AVAILABLE DATA:

+-------+

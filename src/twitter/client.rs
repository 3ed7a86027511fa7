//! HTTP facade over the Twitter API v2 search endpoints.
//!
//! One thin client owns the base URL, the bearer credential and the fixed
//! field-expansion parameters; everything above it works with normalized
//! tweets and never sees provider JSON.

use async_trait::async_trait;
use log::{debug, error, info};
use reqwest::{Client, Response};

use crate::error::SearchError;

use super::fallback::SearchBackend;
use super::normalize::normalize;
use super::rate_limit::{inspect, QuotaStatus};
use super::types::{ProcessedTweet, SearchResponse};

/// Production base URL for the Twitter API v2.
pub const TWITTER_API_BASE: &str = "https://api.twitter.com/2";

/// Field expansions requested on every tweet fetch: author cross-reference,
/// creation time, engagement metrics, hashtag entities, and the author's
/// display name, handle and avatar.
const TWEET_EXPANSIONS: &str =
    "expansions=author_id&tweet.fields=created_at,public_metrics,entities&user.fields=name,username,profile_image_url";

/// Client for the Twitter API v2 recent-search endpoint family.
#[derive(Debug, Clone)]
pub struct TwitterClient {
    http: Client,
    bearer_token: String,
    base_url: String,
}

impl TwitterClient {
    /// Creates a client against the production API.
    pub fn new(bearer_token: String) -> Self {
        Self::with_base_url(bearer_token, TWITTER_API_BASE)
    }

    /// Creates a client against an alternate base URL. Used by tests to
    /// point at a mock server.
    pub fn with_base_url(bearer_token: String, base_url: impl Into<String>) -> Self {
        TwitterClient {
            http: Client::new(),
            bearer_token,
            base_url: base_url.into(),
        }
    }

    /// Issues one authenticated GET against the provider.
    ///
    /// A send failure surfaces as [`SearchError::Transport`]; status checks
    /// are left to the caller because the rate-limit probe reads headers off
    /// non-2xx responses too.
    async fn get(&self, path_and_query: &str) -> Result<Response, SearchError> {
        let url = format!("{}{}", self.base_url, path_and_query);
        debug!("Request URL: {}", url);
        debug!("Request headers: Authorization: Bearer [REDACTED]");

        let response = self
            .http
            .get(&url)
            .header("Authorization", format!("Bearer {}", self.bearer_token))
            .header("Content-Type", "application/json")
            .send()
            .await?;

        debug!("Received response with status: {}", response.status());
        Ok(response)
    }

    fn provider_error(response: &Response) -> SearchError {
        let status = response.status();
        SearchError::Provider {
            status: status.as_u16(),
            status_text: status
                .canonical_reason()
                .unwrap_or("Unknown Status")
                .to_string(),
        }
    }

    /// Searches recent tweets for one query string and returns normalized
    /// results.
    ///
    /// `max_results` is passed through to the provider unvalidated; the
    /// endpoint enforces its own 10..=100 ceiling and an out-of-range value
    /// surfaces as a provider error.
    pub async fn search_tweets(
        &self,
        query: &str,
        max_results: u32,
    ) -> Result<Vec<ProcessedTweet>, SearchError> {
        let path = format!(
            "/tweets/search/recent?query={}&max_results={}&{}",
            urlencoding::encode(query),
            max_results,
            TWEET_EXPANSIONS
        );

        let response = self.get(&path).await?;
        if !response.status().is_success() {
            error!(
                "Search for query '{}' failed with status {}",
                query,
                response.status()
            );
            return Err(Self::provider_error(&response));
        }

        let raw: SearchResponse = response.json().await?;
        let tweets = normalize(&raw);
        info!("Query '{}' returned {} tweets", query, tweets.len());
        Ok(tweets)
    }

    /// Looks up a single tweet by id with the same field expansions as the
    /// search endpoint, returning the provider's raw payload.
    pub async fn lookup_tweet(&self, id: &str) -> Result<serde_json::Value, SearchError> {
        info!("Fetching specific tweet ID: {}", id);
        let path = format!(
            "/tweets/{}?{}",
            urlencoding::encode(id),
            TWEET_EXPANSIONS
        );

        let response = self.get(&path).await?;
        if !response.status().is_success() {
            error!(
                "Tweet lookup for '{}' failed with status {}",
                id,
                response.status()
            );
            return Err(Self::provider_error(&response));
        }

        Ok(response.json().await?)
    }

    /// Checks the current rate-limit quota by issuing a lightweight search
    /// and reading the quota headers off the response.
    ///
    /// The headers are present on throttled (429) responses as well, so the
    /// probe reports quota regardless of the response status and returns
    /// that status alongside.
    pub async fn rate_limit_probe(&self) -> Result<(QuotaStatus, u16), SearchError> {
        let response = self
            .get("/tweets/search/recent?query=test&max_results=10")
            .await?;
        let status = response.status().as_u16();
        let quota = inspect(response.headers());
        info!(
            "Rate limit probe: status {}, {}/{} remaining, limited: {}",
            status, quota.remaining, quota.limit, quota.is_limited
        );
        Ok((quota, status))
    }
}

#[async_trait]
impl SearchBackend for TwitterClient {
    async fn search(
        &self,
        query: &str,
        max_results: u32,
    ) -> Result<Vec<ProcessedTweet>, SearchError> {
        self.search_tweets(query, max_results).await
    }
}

+-------+

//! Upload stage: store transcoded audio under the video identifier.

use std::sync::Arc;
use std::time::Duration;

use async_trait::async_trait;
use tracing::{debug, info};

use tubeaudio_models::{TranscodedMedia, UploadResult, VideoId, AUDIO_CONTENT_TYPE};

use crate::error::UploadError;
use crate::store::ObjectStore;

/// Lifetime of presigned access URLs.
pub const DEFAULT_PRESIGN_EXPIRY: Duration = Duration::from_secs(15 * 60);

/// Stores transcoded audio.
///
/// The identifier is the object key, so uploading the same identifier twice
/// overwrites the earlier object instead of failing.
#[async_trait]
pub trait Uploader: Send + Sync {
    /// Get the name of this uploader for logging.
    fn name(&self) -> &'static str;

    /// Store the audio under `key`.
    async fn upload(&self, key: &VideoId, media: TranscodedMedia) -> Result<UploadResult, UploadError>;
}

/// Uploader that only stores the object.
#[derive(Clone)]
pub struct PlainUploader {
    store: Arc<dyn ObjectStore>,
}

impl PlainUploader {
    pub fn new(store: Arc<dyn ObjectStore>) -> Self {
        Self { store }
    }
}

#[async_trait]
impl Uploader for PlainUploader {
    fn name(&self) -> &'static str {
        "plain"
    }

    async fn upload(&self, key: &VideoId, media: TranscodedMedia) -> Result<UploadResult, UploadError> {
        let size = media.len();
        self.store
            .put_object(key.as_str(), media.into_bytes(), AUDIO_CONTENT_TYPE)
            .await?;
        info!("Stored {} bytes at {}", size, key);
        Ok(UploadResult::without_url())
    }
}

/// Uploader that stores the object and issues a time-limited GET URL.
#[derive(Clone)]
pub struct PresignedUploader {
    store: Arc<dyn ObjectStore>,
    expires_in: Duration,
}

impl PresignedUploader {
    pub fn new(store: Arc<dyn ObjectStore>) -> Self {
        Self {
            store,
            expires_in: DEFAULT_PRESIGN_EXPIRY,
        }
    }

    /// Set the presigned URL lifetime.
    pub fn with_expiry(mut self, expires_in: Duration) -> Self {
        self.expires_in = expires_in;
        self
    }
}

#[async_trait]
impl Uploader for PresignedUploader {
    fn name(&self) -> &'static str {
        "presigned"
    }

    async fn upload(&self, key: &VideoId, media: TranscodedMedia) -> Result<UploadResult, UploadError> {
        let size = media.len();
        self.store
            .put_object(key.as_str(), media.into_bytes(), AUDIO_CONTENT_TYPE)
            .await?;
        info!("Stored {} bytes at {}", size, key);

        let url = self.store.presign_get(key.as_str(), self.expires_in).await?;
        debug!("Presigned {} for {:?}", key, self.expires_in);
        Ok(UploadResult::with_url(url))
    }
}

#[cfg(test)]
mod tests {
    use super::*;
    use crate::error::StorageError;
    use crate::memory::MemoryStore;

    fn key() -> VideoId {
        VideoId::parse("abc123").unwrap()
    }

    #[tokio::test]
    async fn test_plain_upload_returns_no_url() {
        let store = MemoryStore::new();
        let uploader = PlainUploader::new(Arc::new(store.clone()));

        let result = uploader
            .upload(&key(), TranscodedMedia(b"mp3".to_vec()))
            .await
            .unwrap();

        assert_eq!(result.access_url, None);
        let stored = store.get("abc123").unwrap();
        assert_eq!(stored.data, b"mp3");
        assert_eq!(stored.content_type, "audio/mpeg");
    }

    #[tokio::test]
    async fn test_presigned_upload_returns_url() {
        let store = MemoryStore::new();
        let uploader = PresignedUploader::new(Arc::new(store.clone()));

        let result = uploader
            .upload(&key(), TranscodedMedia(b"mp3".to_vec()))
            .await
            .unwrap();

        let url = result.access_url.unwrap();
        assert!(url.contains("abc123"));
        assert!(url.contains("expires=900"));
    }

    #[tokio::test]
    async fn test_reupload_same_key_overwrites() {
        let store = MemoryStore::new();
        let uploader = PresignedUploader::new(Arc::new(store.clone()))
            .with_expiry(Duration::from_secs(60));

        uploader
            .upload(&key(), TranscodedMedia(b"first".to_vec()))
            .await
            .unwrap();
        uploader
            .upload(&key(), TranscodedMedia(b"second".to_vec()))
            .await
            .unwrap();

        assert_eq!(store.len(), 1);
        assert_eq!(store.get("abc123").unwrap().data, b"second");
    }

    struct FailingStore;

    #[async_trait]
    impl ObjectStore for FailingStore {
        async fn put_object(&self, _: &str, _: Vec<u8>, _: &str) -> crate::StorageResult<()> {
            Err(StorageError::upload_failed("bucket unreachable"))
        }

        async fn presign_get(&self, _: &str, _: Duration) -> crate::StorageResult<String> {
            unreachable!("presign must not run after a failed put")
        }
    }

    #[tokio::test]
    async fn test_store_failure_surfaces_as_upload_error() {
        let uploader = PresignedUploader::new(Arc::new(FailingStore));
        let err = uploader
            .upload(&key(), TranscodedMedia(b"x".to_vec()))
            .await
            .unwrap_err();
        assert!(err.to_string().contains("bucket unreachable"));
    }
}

+-------+

Only lines with the string "that" belong in the answer; copy each of them from the listing.

    /// that status alongside.
/// Uploader that only stores the object.
/// Uploader that stores the object and issues a time-limited GET URL.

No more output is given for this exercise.